Dataset excerpts
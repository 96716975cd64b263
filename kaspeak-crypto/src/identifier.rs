//! Identifier algebra
//!
//! An [`Identifier`] is a curve point used as an opaque message label. A
//! conversation walks the chain `ID_i = PK · k^i mod n` for `i ≥ 1`, where
//! `k` is the conversation's [`ChainKey`]: with `k` in hand, neighbouring
//! labels are one cheap multiplication apart in either direction; without
//! it, the labels are indistinguishable from unrelated points.

use std::{fmt, ops::Deref, str::FromStr};

use num_bigint::BigUint;
use rand_core::{CryptoRng, RngCore};
use thiserror::Error;

use crate::curve::{mod_inv, pow_mod, CurveError, Point, GROUP_ORDER};
use crate::hash::Hasher;
use crate::key::{schnorr, KeyError, PublicKey, SecretKey, Signature};

#[derive(Error, Debug)]
pub enum IdentifierError {
    #[error("chain index must be at least 1")]
    IndexOutOfRange,

    #[error("chain key collapses the identifier chain")]
    DegenerateChainKey,

    #[error("invalid identifier point: {0}")]
    Curve(#[from] CurveError),

    #[error(transparent)]
    Key(#[from] KeyError),
}

/// Conversation scalar driving an identifier chain.
///
/// Derived from a shared secret as `int(SHA256(secret))`; two peers who ran
/// ECDH against each other hold the same chain key.
#[derive(Clone, PartialEq, Eq)]
pub struct ChainKey(BigUint);

impl ChainKey {
    pub fn new(scalar: BigUint) -> Self {
        Self(scalar)
    }

    pub fn from_bytes(bytes: [u8; 32]) -> Self {
        Self(BigUint::from_bytes_be(&bytes))
    }

    /// `int(SHA256(shared_secret))`.
    pub fn from_shared_secret(shared_secret: &[u8; 32]) -> Self {
        Self(BigUint::from_bytes_be(
            Hasher::<256>::hash(shared_secret).as_ref(),
        ))
    }

    pub(crate) fn uint(&self) -> &BigUint {
        &self.0
    }
}

impl fmt::Debug for ChainKey {
    fn fmt(&self, f: &mut fmt::Formatter<'_>) -> fmt::Result {
        f.write_str("ChainKey(..)")
    }
}

/// A compressed secp256k1 point acting as a chain-movable message label.
///
/// Identity is the 33-byte compressed encoding: two identifiers are equal,
/// ordered and hashed by those bytes.
#[derive(Clone)]
pub struct Identifier {
    point: Point,
    bytes: [u8; Self::SIZE],
}

impl Identifier {
    pub const SIZE: usize = 33;

    /// Decodes and validates a compressed point encoding.
    pub fn from_bytes(bytes: &[u8]) -> Result<Self, IdentifierError> {
        let point = Point::from_bytes(bytes)?;
        Self::from_point(point)
    }

    pub(crate) fn from_point(point: Point) -> Result<Self, IdentifierError> {
        let bytes = point.to_compressed()?;
        Ok(Self { point, bytes })
    }

    /// `PK · (k^index mod n)` for `index ≥ 1`; the zeroth element of a chain
    /// is never materialised.
    pub fn from_chain_key(
        chain_key: &ChainKey,
        index: u64,
        reference: &PublicKey,
    ) -> Result<Self, IdentifierError> {
        if index < 1 {
            return Err(IdentifierError::IndexOutOfRange);
        }

        let factor = pow_mod(chain_key.uint(), &BigUint::from(index), &GROUP_ORDER);
        let point = reference.point().mul(&factor);
        Self::from_point(point).map_err(|_| IdentifierError::DegenerateChainKey)
    }

    /// The next identifier on the chain.
    pub fn next(&self, chain_key: &ChainKey) -> Result<Self, IdentifierError> {
        self.next_by(chain_key, 1)
    }

    /// `count` steps forward on the chain.
    pub fn next_by(&self, chain_key: &ChainKey, count: u64) -> Result<Self, IdentifierError> {
        self.stepped(chain_key.uint().clone(), count)
    }

    /// The previous identifier on the chain.
    pub fn prev(&self, chain_key: &ChainKey) -> Result<Self, IdentifierError> {
        self.prev_by(chain_key, 1)
    }

    /// `count` steps backward on the chain.
    pub fn prev_by(&self, chain_key: &ChainKey, count: u64) -> Result<Self, IdentifierError> {
        let reduced = chain_key.uint() % &*GROUP_ORDER;
        let inverse =
            mod_inv(&reduced, &GROUP_ORDER).map_err(|_| IdentifierError::DegenerateChainKey)?;
        self.stepped(inverse, count)
    }

    fn stepped(&self, scalar: BigUint, count: u64) -> Result<Self, IdentifierError> {
        let factor = pow_mod(&scalar, &BigUint::from(count), &GROUP_ORDER);
        let point = self.point.mul(&factor);
        Self::from_point(point).map_err(|_| IdentifierError::DegenerateChainKey)
    }

    pub fn as_bytes(&self) -> &[u8; Self::SIZE] {
        &self.bytes
    }

    pub fn to_bytes(&self) -> [u8; Self::SIZE] {
        self.bytes
    }

    /// Schnorr verification with this identifier as the x-only key.
    pub fn verify(&self, sig: &[u8], msg: &[u8]) -> bool {
        schnorr::verify(sig, msg, &self.bytes[1..])
    }
}

impl PartialEq for Identifier {
    fn eq(&self, other: &Self) -> bool {
        self.bytes == other.bytes
    }
}

impl Eq for Identifier {}

impl PartialOrd for Identifier {
    fn partial_cmp(&self, other: &Self) -> Option<std::cmp::Ordering> {
        Some(self.cmp(other))
    }
}

impl Ord for Identifier {
    fn cmp(&self, other: &Self) -> std::cmp::Ordering {
        self.bytes.cmp(&other.bytes)
    }
}

impl std::hash::Hash for Identifier {
    fn hash<H: std::hash::Hasher>(&self, state: &mut H) {
        self.bytes.hash(state);
    }
}

impl fmt::Debug for Identifier {
    fn fmt(&self, f: &mut fmt::Formatter<'_>) -> fmt::Result {
        f.debug_tuple("Identifier")
            .field(&hex::encode(self.bytes))
            .finish()
    }
}

impl fmt::Display for Identifier {
    fn fmt(&self, f: &mut fmt::Formatter<'_>) -> fmt::Result {
        f.write_str(&hex::encode(self.bytes))
    }
}

impl FromStr for Identifier {
    type Err = IdentifierError;

    fn from_str(s: &str) -> Result<Self, Self::Err> {
        let bytes = hex::decode(s).map_err(|_| CurveError::InvalidLength(s.len() / 2))?;
        Self::from_bytes(&bytes)
    }
}

/// An [`Identifier`] built from a known secret scalar, the only form that
/// can sign.
///
/// There are deliberately no public-material constructors here: a
/// `SecretIdentifier` always owns the scalar behind its point.
pub struct SecretIdentifier {
    secret: SecretKey,
    id: Identifier,
}

impl SecretIdentifier {
    /// Builds the identifier `G·s` for a validated secret scalar.
    pub fn from_secret(secret: SecretKey) -> Self {
        let point = crate::curve::GENERATOR.mul(secret.scalar());
        let id = Identifier::from_point(point).expect("non-zero scalar cannot produce infinity");
        Self { secret, id }
    }

    /// Draws a fresh secret scalar from the given CSPRNG.
    pub fn random<Rng>(rng: Rng) -> Self
    where
        Rng: RngCore + CryptoRng,
    {
        Self::from_secret(SecretKey::new(rng))
    }

    /// Schnorr-signs with the stored scalar.
    pub fn sign(&self, msg: &[u8]) -> Result<Signature, KeyError> {
        schnorr::sign(msg, &self.secret)
    }

    pub fn identifier(&self) -> &Identifier {
        &self.id
    }
}

impl Deref for SecretIdentifier {
    type Target = Identifier;

    fn deref(&self) -> &Self::Target {
        &self.id
    }
}

impl fmt::Debug for SecretIdentifier {
    fn fmt(&self, f: &mut fmt::Formatter<'_>) -> fmt::Result {
        f.debug_tuple("SecretIdentifier").field(&self.id).finish()
    }
}

#[cfg(test)]
mod tests {
    use super::*;

    fn test_chain_key() -> ChainKey {
        let a = SecretKey::from_u64(6).unwrap();
        let b = SecretKey::from_u64(1337).unwrap().public_key();
        let shared = a.shared_secret(&b).unwrap();
        ChainKey::from_shared_secret(&shared)
    }

    #[test]
    fn chain_index_zero_is_rejected() {
        let pk = SecretKey::from_u64(6).unwrap().public_key();
        assert!(matches!(
            Identifier::from_chain_key(&test_chain_key(), 0, &pk),
            Err(IdentifierError::IndexOutOfRange)
        ));
    }

    #[test]
    fn next_advances_the_chain() {
        let k = test_chain_key();
        let pk = SecretKey::from_u64(6).unwrap().public_key();

        let id1 = Identifier::from_chain_key(&k, 1, &pk).unwrap();
        let id2 = Identifier::from_chain_key(&k, 2, &pk).unwrap();
        assert_eq!(id1.next(&k).unwrap(), id2);
    }

    #[test]
    fn prev_undoes_next() {
        let k = test_chain_key();
        let pk = SecretKey::from_u64(6).unwrap().public_key();

        let id1 = Identifier::from_chain_key(&k, 1, &pk).unwrap();
        let id2 = id1.next(&k).unwrap();
        assert_eq!(id2.prev(&k).unwrap().to_string(), id1.to_string());
    }

    #[test]
    fn multi_step_matches_direct_index() {
        let k = test_chain_key();
        let pk = SecretKey::from_u64(6).unwrap().public_key();

        let id1 = Identifier::from_chain_key(&k, 1, &pk).unwrap();
        let id5 = Identifier::from_chain_key(&k, 5, &pk).unwrap();
        assert_eq!(id1.next_by(&k, 4).unwrap(), id5);
        assert_eq!(id5.prev_by(&k, 4).unwrap(), id1);
    }

    #[test]
    fn distinct_chain_positions_differ() {
        let k = test_chain_key();
        let pk = SecretKey::from_u64(6).unwrap().public_key();

        let id1 = Identifier::from_chain_key(&k, 1, &pk).unwrap();
        let id2 = Identifier::from_chain_key(&k, 2, &pk).unwrap();
        assert_ne!(id1, id2);
    }

    #[test]
    fn encoding_round_trips() {
        let k = test_chain_key();
        let pk = SecretKey::from_u64(6).unwrap().public_key();
        let id = Identifier::from_chain_key(&k, 3, &pk).unwrap();

        let back: Identifier = id.to_string().parse().unwrap();
        assert_eq!(back, id);
    }

    #[test]
    fn secret_identifier_signs_and_verifies() {
        let secret = SecretKey::from_u64(99).unwrap();
        let sid = SecretIdentifier::from_secret(secret);

        let sig = sid.sign(b"label proof").unwrap();
        assert!(sid.verify(sig.as_ref(), b"label proof"));
        assert!(!sid.verify(sig.as_ref(), b"other message"));
    }

    #[test]
    fn random_identifiers_differ() {
        let a = SecretIdentifier::random(rand::rngs::OsRng);
        let b = SecretIdentifier::random(rand::rngs::OsRng);
        assert_ne!(a.identifier(), b.identifier());
    }
}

ASSIGNMENT
Where a line of the records above holds the word "FromStr", copy that line.

RESULT
use std::{fmt, ops::Deref, str::FromStr};
impl FromStr for Identifier {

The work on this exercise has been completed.